___ Material shown ___

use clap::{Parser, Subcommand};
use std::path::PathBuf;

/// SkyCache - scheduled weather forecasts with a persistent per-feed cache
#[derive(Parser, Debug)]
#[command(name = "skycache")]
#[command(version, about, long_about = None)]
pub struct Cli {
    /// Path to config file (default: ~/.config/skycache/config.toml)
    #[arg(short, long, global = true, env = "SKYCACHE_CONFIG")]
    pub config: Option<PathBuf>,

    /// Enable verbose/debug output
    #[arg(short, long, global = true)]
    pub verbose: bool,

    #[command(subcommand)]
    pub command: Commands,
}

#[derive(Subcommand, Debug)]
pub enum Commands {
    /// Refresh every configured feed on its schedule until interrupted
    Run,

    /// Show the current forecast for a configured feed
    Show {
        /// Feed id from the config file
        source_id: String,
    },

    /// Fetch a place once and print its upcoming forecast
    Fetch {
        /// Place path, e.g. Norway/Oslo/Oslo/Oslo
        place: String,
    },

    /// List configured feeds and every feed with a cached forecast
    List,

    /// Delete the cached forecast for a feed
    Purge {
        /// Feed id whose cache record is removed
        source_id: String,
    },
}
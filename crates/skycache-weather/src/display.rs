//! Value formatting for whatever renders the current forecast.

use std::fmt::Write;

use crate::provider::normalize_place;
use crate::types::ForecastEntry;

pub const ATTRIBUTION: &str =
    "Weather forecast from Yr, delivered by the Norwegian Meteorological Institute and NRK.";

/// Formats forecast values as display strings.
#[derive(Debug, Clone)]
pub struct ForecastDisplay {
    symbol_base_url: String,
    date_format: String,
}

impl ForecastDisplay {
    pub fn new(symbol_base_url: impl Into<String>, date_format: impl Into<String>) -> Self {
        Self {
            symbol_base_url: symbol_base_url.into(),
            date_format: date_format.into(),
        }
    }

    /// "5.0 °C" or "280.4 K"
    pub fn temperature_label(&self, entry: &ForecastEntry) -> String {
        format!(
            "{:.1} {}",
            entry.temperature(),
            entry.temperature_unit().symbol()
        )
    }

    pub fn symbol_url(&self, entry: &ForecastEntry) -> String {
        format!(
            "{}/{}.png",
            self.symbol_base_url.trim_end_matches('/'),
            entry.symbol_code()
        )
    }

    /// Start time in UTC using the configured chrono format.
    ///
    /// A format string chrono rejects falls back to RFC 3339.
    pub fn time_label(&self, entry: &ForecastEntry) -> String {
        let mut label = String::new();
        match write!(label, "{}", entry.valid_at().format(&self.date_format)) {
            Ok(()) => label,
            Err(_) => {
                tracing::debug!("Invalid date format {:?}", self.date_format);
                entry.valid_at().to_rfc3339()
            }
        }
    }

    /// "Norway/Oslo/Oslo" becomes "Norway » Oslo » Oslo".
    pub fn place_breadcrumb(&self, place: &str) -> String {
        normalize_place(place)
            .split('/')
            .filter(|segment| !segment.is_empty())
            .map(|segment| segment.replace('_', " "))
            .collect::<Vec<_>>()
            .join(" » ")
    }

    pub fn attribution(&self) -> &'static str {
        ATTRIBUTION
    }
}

___

| What you have to do |
Set down, from the entries above, exactly the lines from the one with "Enable verbose/debug output" up to and including the one with "the config file", and no other lines.

| Result of this task |
    /// Enable verbose/debug output
    #[arg(short, long, global = true)]
    pub verbose: bool,

    #[command(subcommand)]
    pub command: Commands,
}

#[derive(Subcommand, Debug)]
pub enum Commands {
    /// Refresh every configured feed on its schedule until interrupted
    Run,

    /// Show the current forecast for a configured feed
    Show {
        /// Feed id from the config file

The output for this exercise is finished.